The human immunodeficiency virus antigen Nef forms protein bodies in leaves of transgenic tobacco when fused to zeolin

Protein bodies (PB) are stable oligomers naturally formed by certain seed storage proteins within the endoplasmic reticulum (ER). The human immunodeficiency virus negative factor (Nef) protein, a potential antigen for the development of an anti-viral vaccine, is highly unstable when introduced into the plant secretory pathway, probably because of folding defects in the ER environment.

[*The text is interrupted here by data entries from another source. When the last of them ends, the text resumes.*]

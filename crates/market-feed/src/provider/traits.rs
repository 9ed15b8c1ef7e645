//! Provider client trait definition.
//!
//! This module defines the `ProviderClient` capability that wraps a single
//! upstream market data source.

use async_trait::async_trait;
use chrono::{DateTime, Utc};

use crate::models::{PricePoint, QuoteRequest};

use super::capabilities::{RateLimit, RetryPolicy};
use super::client_error::ClientError;

/// Raw series as returned by a provider, before validation and ordering.
#[derive(Clone, Debug, Default)]
pub struct ProviderSeries {
    /// Bars in whatever order the provider sent them.
    pub points: Vec<PricePoint>,

    /// When the provider last refreshed this symbol, if it says so.
    pub last_refreshed: Option<DateTime<Utc>>,

    /// Exchange time zone reported by the provider.
    pub time_zone: Option<String>,
}

impl ProviderSeries {
    pub fn new(points: Vec<PricePoint>) -> Self {
        Self {
            points,
            last_refreshed: None,
            time_zone: None,
        }
    }
}

/// Trait for upstream market data sources.
///
/// Implement this trait to plug a provider into the orchestrator. The wire
/// protocol stays inside the implementation; the orchestrator only sees
/// [`ProviderSeries`] on success and [`ClientError`] on failure, which it
/// normalizes before anything crosses its boundary.
///
/// # Example
///
/// ```ignore
/// use async_trait::async_trait;
/// use market_feed::provider::{ClientError, ProviderClient, ProviderSeries, RateLimit};
///
/// struct MyProvider {
///     http: reqwest::Client,
///     api_key: String,
/// }
///
/// #[async_trait]
/// impl ProviderClient for MyProvider {
///     fn id(&self) -> &'static str {
///         "MY_PROVIDER"
///     }
///
///     fn rate_limit(&self) -> RateLimit {
///         RateLimit { requests_per_minute: 5, requests_per_day: 500 }
///     }
///
///     async fn fetch_series(&self, symbol: &str, request: &QuoteRequest)
///         -> Result<ProviderSeries, ClientError> {
///         let body = self.http.get(url).send().await?.error_for_status()?;
///         // ... parse into PricePoints
///     }
/// }
/// ```
#[async_trait]
pub trait ProviderClient: Send + Sync {
    /// Unique identifier for this provider.
    ///
    /// Used for logging, rate limiting, circuit breaker and health tracking.
    fn id(&self) -> &'static str;

    /// Human-readable name, reported as `dataSource` in series metadata.
    fn display_name(&self) -> &str {
        self.id()
    }

    /// Configured priority. Lower values = higher priority; only used to
    /// break ties between equally healthy providers.
    fn priority(&self) -> i32 {
        10
    }

    /// Request budget enforced by the rate limiter.
    fn rate_limit(&self) -> RateLimit {
        RateLimit::default()
    }

    /// Retry policy applied to this provider's calls.
    fn retry_policy(&self) -> RetryPolicy {
        RetryPolicy::default()
    }

    /// Fetch bars for an already-validated, upper-cased `symbol`.
    async fn fetch_series(
        &self,
        symbol: &str,
        request: &QuoteRequest,
    ) -> Result<ProviderSeries, ClientError>;
}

We have tried to promote the formation of Nef-containing protein bodies in tobacco (Nicotiana tabacum) leaves by fusing the Nef sequence to the N-terminal domains of the maize storage protein gamma-zein or to the chimeric protein zeolin (which efficiently forms protein bodies and is composed of the vacuolar storage protein phaseolin fused to the Nterminal domains of gamma-zein). Protein blots and pulse-chase indicate that fusions between Nef and the same gamma-zein domains present in zeolin are degraded by ER quality control. Coherently, a mutated zeolin, in which wild-type phaseolin was substituted with a defective version known to be degraded by ER quality control, is unstable in plant cells. Fusion of Nef to the entire zeolin sequence instead allows the formation of PB detectable by electron microscopy and subcellular fractionation, leading to zeolin-Nef accumulation higher than 1% of total soluble protein, consistently reproduced in independent transgenic plants. We conclude that zeolin, but not its gamma-zein portion, has a positive dominant effect over ER quality control degradation. These results provide insights into the requirements for PB formation and avoidance of quality control degradation, and indicate a strategy for enhancing foreign protein accumulation in plants.